El primer largometraje del director argentino Lucio Castro presenta una gran cantidad de virtudes tanto temáticas como formales. En principio, debemos recordar que se trata de una historia centrada en un romance. Sin embargo, este no se exhibe de una forma clásica, ni excesivamente melosa o arbitraria. Por el contrario se trata de un film que trabaja con el amor en tanto asunto universal, y que no se detiene únicamente en el devenir de la pareja protagónica. Resulta crucial en este sentido el rol que ocupa el personaje de Sonia (Mía Maestro). Además de aportar su propia experiencia en una relación de pareja trunca y una serie de reflexiones categóricas sobre el desamor y la soledad, opera narrativamente como nexo entre Ocho y Javi -siendo amiga del primero y novia del segundo, en la época en la que estos se encuentran por primera vez-. Al mismo tiempo, la película aborda muy acertadamente el impacto que tienen ciertas decisiones en la vida de todo ser humano, y los cambios de perspectivas que todos padecemos con el paso del tiempo. Ciertas determinaciones que toman los protagonistas como por ejemplo asumir su sexualidad sin tapujos, o la elección de Javi de convertirse en padre y casarse con otro hombre luego de separarse de Sonia, mientras que Ocho opta por permanecer soltero y sin hijos, son algunos de los disparadores a partir de los cuales el film indaga en las transformaciones de los deseos y las subjetividades, en tanto momentos inexorables de la existencia.

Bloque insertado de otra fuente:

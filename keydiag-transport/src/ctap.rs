//! CTAP2 probing: getInfo and the ClientPin retry counters.

use std::fmt;

use ciborium::value::Value;

use crate::error::{Error, Result};
use crate::hid::FidoHidConnection;

const CMD_GET_INFO: u8 = 0x04;
const CMD_CLIENT_PIN: u8 = 0x06;

const CLIENT_PIN_PROTOCOL_V1: u8 = 1;
const SUB_CMD_GET_PIN_RETRIES: u8 = 0x01;
const SUB_CMD_GET_UV_RETRIES: u8 = 0x07;

const RESP_PIN_RETRIES: u8 = 0x03;
const RESP_UV_RETRIES: u8 = 0x05;

// getInfo response map keys.
const KEY_VERSIONS: u64 = 1;
const KEY_EXTENSIONS: u64 = 2;
const KEY_AAGUID: u64 = 3;
const KEY_OPTIONS: u64 = 4;

/// A CTAP2 status byte other than CTAP2_OK.
#[derive(Debug, Clone, Copy, PartialEq, Eq)]
pub struct CtapError(pub u8);

impl CtapError {
    fn name(self) -> &'static str {
        match self.0 {
            0x01 => "INVALID_COMMAND",
            0x02 => "INVALID_PARAMETER",
            0x03 => "INVALID_LENGTH",
            0x04 => "INVALID_SEQ",
            0x05 => "TIMEOUT",
            0x06 => "CHANNEL_BUSY",
            0x11 => "CBOR_UNEXPECTED_TYPE",
            0x12 => "INVALID_CBOR",
            0x14 => "MISSING_PARAMETER",
            0x26 => "UNSUPPORTED_OPTION",
            0x27 => "INVALID_OPTION",
            0x2d => "NO_CREDENTIALS",
            0x31 => "PIN_INVALID",
            0x32 => "PIN_BLOCKED",
            0x33 => "PIN_AUTH_INVALID",
            0x34 => "PIN_AUTH_BLOCKED",
            0x35 => "PIN_NOT_SET",
            0x36 => "PUAT_REQUIRED",
            0x39 => "NOT_ALLOWED",
            _ => "UNKNOWN_ERROR",
        }
    }
}

impl fmt::Display for CtapError {
    fn fmt(&self, f: &mut fmt::Formatter<'_>) -> fmt::Result {
        write!(f, "CTAP error: 0x{:02X} - {}", self.0, self.name())
    }
}

/// Decoded getInfo response, reduced to what the report shows.
#[derive(Debug, Clone, Default, PartialEq, Eq)]
pub struct Ctap2Info {
    pub versions: Vec<String>,
    pub extensions: Vec<String>,
    pub aaguid: Vec<u8>,
    /// Sorted by key so the rendering is deterministic.
    pub options: Vec<(String, bool)>,
}

impl Ctap2Info {
    pub(crate) fn parse(payload: &[u8]) -> Result<Self> {
        let value: Value = ciborium::de::from_reader(payload)
            .map_err(|e| Error::InvalidResponse(format!("getInfo CBOR: {e}")))?;
        let Value::Map(entries) = value else {
            return Err(Error::InvalidResponse("getInfo is not a map".into()));
        };
        let mut info = Ctap2Info::default();
        for (key, value) in entries {
            let Some(key) = key.as_integer().and_then(|i| u64::try_from(i).ok()) else {
                continue;
            };
            match key {
                KEY_VERSIONS => info.versions = text_array(&value),
                KEY_EXTENSIONS => info.extensions = text_array(&value),
                KEY_AAGUID => info.aaguid = value.as_bytes().cloned().unwrap_or_default(),
                KEY_OPTIONS => info.options = bool_map(&value),
                _ => {}
            }
        }
        Ok(info)
    }

    pub fn option(&self, name: &str) -> Option<bool> {
        self.options
            .iter()
            .find(|(key, _)| key == name)
            .map(|&(_, value)| value)
    }
}

impl fmt::Display for Ctap2Info {
    fn fmt(&self, f: &mut fmt::Formatter<'_>) -> fmt::Result {
        write!(
            f,
            "{{versions: [{}], extensions: [{}], aaguid: {}, options: {{",
            self.versions.join(", "),
            self.extensions.join(", "),
            hex::encode(&self.aaguid),
        )?;
        for (i, (key, value)) in self.options.iter().enumerate() {
            if i > 0 {
                f.write_str(", ")?;
            }
            write!(f, "{key}: {value}")?;
        }
        f.write_str("}}")
    }
}

fn text_array(value: &Value) -> Vec<String> {
    value
        .as_array()
        .map(|items| {
            items
                .iter()
                .filter_map(|item| item.as_text().map(str::to_owned))
                .collect()
        })
        .unwrap_or_default()
}

fn bool_map(value: &Value) -> Vec<(String, bool)> {
    let mut options: Vec<(String, bool)> = value
        .as_map()
        .map(|entries| {
            entries
                .iter()
                .filter_map(|(key, value)| Some((key.as_text()?.to_owned(), value.as_bool()?)))
                .collect()
        })
        .unwrap_or_default();
    options.sort();
    options
}

/// CTAP2 over an open FIDO connection.
pub struct Ctap2Session<'a> {
    conn: &'a mut FidoHidConnection,
}

impl<'a> Ctap2Session<'a> {
    pub fn new(conn: &'a mut FidoHidConnection) -> Self {
        Ctap2Session { conn }
    }

    pub fn get_info(&mut self) -> Result<Ctap2Info> {
        let response = self.conn.ctap_cbor(CMD_GET_INFO, &[])?;
        Ctap2Info::parse(&response)
    }

    pub fn pin_retries(&mut self) -> Result<u64> {
        self.client_pin_counter(SUB_CMD_GET_PIN_RETRIES, RESP_PIN_RETRIES)
    }

    pub fn uv_retries(&mut self) -> Result<u64> {
        self.client_pin_counter(SUB_CMD_GET_UV_RETRIES, RESP_UV_RETRIES)
    }

    /// ClientPin subcommands that take no PIN protocol material:
    /// request is {1: protocol, 2: subcommand}, response carries the
    /// counter under `response_key`.
    fn client_pin_counter(&mut self, sub_command: u8, response_key: u8) -> Result<u64> {
        let request = Value::Map(vec![
            (Value::from(1), Value::from(CLIENT_PIN_PROTOCOL_V1)),
            (Value::from(2), Value::from(sub_command)),
        ]);
        let mut encoded = Vec::new();
        ciborium::ser::into_writer(&request, &mut encoded)
            .map_err(|e| Error::Encode(e.to_string()))?;
        let response = self.conn.ctap_cbor(CMD_CLIENT_PIN, &encoded)?;
        let value: Value = ciborium::de::from_reader(response.as_slice())
            .map_err(|e| Error::InvalidResponse(format!("clientPin CBOR: {e}")))?;
        value
            .as_map()
            .and_then(|entries| {
                entries.iter().find_map(|(key, value)| {
                    let key = key.as_integer().and_then(|i| u8::try_from(i).ok())?;
                    (key == response_key)
                        .then(|| value.as_integer().and_then(|i| u64::try_from(i).ok()))
                        .flatten()
                })
            })
            .ok_or_else(|| Error::InvalidResponse("retry counter missing".into()))
    }
}

#[cfg(test)]
mod tests {
    use super::*;

    fn encode(value: &Value) -> Vec<u8> {
        let mut buf = Vec::new();
        ciborium::ser::into_writer(value, &mut buf).unwrap();
        buf
    }

    #[test]
    fn test_parses_get_info() {
        let aaguid: Vec<u8> = (1..=16).collect();
        let payload = encode(&Value::Map(vec![
            (
                Value::from(1),
                Value::Array(vec![Value::from("U2F_V2"), Value::from("FIDO_2_0")]),
            ),
            (Value::from(2), Value::Array(vec![Value::from("hmac-secret")])),
            (Value::from(3), Value::Bytes(aaguid.clone())),
            (
                Value::from(4),
                Value::Map(vec![
                    (Value::from("rk"), Value::from(true)),
                    (Value::from("up"), Value::from(true)),
                    (Value::from("clientPin"), Value::from(false)),
                ]),
            ),
        ]));

        let info = Ctap2Info::parse(&payload).unwrap();
        assert_eq!(info.versions, vec!["U2F_V2", "FIDO_2_0"]);
        assert_eq!(info.aaguid, aaguid);
        assert_eq!(info.option("clientPin"), Some(false));
        assert_eq!(info.option("rk"), Some(true));
        assert_eq!(info.option("bioEnroll"), None);
        assert_eq!(
            info.to_string(),
            "{versions: [U2F_V2, FIDO_2_0], extensions: [hmac-secret], \
             aaguid: 0102030405060708090a0b0c0d0e0f10, \
             options: {clientPin: false, rk: true, up: true}}"
        );
    }

    #[test]
    fn test_missing_fields_default_empty() {
        let payload = encode(&Value::Map(vec![(
            Value::from(1),
            Value::Array(vec![Value::from("FIDO_2_0")]),
        )]));
        let info = Ctap2Info::parse(&payload).unwrap();
        assert!(info.extensions.is_empty());
        assert!(info.aaguid.is_empty());
        assert!(info.options.is_empty());
        assert_eq!(
            info.to_string(),
            "{versions: [FIDO_2_0], extensions: [], aaguid: , options: {}}"
        );
    }

    #[test]
    fn test_non_map_get_info_is_rejected() {
        let payload = encode(&Value::from(17));
        assert!(Ctap2Info::parse(&payload).is_err());
    }

    #[test]
    fn test_ctap_error_names() {
        assert_eq!(
            CtapError(0x31).to_string(),
            "CTAP error: 0x31 - PIN_INVALID"
        );
        assert_eq!(
            CtapError(0xf5).to_string(),
            "CTAP error: 0xF5 - UNKNOWN_ERROR"
        );
    }
}
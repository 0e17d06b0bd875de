//! Security key access for diagnostics
//!
//! This crate provides the device plumbing the diagnostics report is built
//! from, across the three transports a key can surface on:
//! - PC/SC smartcard (APDU framing, application SELECT)
//! - HID OTP (feature-report frames, slot commands)
//! - HID FIDO (CTAPHID framing, CTAP2 CBOR commands)
//!
//! On top of the connections sit thin application sessions (management,
//! PIV, OATH, OpenPGP, OTP state, CTAP2) that read exactly what the
//! report shows and decode it into small owned types.
//!
//! Spec: <https://fidoalliance.org/specs/fido-v2.2-rd-20230321/fido-client-to-authenticator-protocol-v2.2-rd-20230321.html#usb>

pub mod ctap;
pub mod device;
pub mod error;
pub mod hid;
pub mod info;
pub mod mgmt;
pub mod oath;
pub mod openpgp;
pub mod otp;
pub mod piv;
pub mod scard;
mod tlv;

// Re-export commonly used types
pub use ctap::{Ctap2Info, Ctap2Session, CtapError};
pub use device::{DeviceHandle, ProductFamily, ProductId, UsbInterfaces, Version};
pub use error::{Error, Result};
pub use hid::{FidoHidConnection, HidFidoBackend, HidOtpBackend, OtpHidConnection};
pub use info::{DeviceInfo, FormFactor, device_name};
pub use mgmt::{ConfigRead, ManagementSession};
pub use oath::{OathInfo, OathSession};
pub use openpgp::{OpenPgpInfo, OpenPgpSession};
pub use otp::{OtpSession, OtpState};
pub use piv::{ManagementKeyType, PivSession, PivSummary};
pub use scard::{PcscBackend, ScardConnection};
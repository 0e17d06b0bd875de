//! Error types for device access.

use thiserror::Error;

use crate::ctap::CtapError;

/// Result type for device operations.
pub type Result<T> = std::result::Result<T, Error>;

/// Errors that can occur while talking to a device.
#[derive(Debug, Error)]
pub enum Error {
    /// PC/SC service, reader or card failure.
    #[error("{0}")]
    Pcsc(#[from] pcsc::Error),

    /// HID layer failure.
    #[error("{0}")]
    Hid(#[from] hidapi::HidError),

    /// The card answered with an unexpected status word.
    #[error("APDU error SW=0x{sw:04X}")]
    Apdu { sw: u16 },

    /// The requested application is not present on the device.
    #[error("application not available")]
    ApplicationNotAvailable,

    /// A reply was received but could not be decoded.
    #[error("invalid response: {0}")]
    InvalidResponse(String),

    /// A request could not be encoded.
    #[error("CBOR encode failed: {0}")]
    Encode(String),

    /// CTAP2 error status returned by the authenticator.
    #[error("{0}")]
    Ctap(CtapError),

    /// CTAPHID transaction failed at the channel level.
    #[error("CTAPHID error 0x{0:02X}")]
    Ctaphid(u8),

    /// Malformed or truncated CTAPHID packet.
    #[error("malformed CTAPHID packet")]
    InvalidPacket,

    /// The device did not answer in time.
    #[error("timed out waiting for the device")]
    Timeout,

    /// The handle was not produced by this backend.
    #[error("device handle does not belong to this backend")]
    ForeignHandle,
}
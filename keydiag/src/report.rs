//! Report buffer: a flat, append-only list of lines.
//!
//! Hierarchy is expressed with literal leading tabs, nothing is ever
//! reordered or deduplicated, and the final text is the lines joined
//! with newlines.

#[derive(Debug, Default)]
pub struct Report {
    lines: Vec<String>,
}

impl Report {
    pub fn new() -> Self {
        Report::default()
    }

    pub fn push(&mut self, line: impl Into<String>) {
        self.lines.push(line.into());
    }

    pub fn extend(&mut self, lines: impl IntoIterator<Item = String>) {
        self.lines.extend(lines);
    }

    pub fn blank(&mut self) {
        self.lines.push(String::new());
    }

    pub fn lines(&self) -> &[String] {
        &self.lines
    }

    pub fn into_text(self) -> String {
        self.lines.join("\n")
    }
}

#[cfg(test)]
mod tests {
    use super::*;

    #[test]
    fn test_keeps_append_order() {
        let mut report = Report::new();
        report.push("keydiag: 0.3.0");
        report.blank();
        report.extend(vec!["\tfirst".to_string(), "\tsecond".to_string()]);
        assert_eq!(report.lines().len(), 4);
        assert_eq!(report.into_text(), "keydiag: 0.3.0\n\n\tfirst\n\tsecond");
    }

    #[test]
    fn test_empty_report_renders_empty() {
        assert_eq!(Report::new().into_text(), "");
    }
}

Respecto a la faceta formal de la película, resulta muy atractiva la construcción de la historia en términos no realistas. Uno de los recursos más polémicos, pero también más oportunos, es la utilización de saltos en el tiempo -tanto al pasado como hacia el futuro-. Asimismo, se percibe adecuada la decisión de no dar señales de cambios físicos en los rostros y los cuerpos de los protagonistas en las diferentes líneas temporales que se exhiben. La conjunción de estos mecanismos no solo marca el predominio del tono fantástico y de cierta atmósfera de indeterminación e imprecisión de los sucesos -que en su mayoría son recuerdos o anhelos, y por ende están sujetos a los antojos de la conciencia y el ánimo-, sino que además nos permite advertir dos posicionamientos fundamentales de la obra: la preponderancia de las modificaciones a nivel personal / psicológico por sobre las cuestiones externas que produce el transcurso del tiempo, y una valoración mayor de la riqueza narrativa de los «escenarios posibles» y no tanto de los acontecimientos de la realidad concreta. Todo el andamiaje temático y discursivo se ve beneficiado por un trabajo visual discreto, pero también riguroso y elegante. Cabe destacar en este sentido la labor del propio Lucio Castro en la edición, y de Bernat Mestres como director de fotografía. La libertad y a la vez la sensatez con la que filman tanto los encuentros sexuales, como las caminatas o las charlas tan intimas como intensas que mantienen los personajes, conforman algunos de los momentos más logrados del film.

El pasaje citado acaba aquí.